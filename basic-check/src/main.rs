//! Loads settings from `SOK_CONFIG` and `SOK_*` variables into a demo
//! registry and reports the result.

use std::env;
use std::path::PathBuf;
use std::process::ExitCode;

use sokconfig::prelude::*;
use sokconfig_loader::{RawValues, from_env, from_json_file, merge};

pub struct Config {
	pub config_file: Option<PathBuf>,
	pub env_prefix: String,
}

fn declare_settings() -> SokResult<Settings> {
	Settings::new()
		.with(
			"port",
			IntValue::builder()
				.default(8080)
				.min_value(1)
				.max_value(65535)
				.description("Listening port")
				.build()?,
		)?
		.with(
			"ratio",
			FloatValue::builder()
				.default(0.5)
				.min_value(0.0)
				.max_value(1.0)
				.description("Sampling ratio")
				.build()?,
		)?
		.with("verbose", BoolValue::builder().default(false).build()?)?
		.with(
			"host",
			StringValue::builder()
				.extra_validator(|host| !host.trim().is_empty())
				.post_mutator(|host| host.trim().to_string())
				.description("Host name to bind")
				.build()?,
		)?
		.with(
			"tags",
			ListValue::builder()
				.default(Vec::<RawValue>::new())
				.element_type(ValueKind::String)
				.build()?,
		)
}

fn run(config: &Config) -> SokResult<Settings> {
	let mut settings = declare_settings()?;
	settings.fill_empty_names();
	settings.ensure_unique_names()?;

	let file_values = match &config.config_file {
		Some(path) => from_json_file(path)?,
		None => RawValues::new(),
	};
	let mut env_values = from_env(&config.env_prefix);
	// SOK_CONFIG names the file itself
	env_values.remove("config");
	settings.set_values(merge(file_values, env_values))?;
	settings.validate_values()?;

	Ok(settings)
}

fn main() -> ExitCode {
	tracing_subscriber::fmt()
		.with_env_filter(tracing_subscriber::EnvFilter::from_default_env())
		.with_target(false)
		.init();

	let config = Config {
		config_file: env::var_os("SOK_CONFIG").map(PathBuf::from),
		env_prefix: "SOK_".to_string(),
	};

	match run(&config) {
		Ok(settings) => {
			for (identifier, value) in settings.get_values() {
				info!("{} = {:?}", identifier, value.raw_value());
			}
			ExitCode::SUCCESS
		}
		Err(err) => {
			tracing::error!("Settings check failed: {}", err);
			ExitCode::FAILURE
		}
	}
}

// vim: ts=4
* * *
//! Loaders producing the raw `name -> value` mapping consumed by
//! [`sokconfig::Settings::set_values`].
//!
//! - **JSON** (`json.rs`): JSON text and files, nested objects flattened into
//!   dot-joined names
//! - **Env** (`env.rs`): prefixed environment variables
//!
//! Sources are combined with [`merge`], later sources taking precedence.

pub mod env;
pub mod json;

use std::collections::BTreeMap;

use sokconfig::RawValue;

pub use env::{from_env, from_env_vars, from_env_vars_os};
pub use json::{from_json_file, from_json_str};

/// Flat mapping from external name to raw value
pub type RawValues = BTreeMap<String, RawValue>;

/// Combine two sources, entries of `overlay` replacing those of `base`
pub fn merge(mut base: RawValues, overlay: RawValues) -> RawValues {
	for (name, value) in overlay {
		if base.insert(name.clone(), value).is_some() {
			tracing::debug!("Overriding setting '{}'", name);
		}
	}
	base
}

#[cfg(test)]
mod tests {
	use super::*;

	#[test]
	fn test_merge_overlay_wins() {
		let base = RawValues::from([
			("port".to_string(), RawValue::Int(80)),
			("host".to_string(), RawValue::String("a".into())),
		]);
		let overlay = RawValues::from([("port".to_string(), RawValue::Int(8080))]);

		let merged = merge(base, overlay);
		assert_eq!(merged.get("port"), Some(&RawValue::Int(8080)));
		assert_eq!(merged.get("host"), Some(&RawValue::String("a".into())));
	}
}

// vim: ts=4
--
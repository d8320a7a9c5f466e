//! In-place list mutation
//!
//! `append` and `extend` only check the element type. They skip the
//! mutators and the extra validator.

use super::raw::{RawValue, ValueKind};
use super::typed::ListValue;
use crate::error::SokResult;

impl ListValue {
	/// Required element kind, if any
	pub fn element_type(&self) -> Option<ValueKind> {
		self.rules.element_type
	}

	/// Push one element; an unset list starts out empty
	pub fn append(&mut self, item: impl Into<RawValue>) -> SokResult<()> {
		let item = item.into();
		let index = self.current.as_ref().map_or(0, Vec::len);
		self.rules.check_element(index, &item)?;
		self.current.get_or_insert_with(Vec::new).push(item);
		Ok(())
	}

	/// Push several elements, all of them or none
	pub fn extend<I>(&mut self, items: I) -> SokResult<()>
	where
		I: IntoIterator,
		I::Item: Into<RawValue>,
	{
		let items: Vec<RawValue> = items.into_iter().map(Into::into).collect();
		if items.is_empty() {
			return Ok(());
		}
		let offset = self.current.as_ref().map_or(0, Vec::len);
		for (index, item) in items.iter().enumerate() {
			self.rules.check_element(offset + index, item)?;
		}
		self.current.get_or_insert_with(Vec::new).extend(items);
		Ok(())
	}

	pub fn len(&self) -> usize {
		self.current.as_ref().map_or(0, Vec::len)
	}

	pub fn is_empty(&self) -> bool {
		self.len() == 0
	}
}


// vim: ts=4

## Assigned task
Each line in the listing above that includes the word "main" needs to be copied out.

## Solution to this problem
filename basic-check/src/main.rs
fn main() -> ExitCode {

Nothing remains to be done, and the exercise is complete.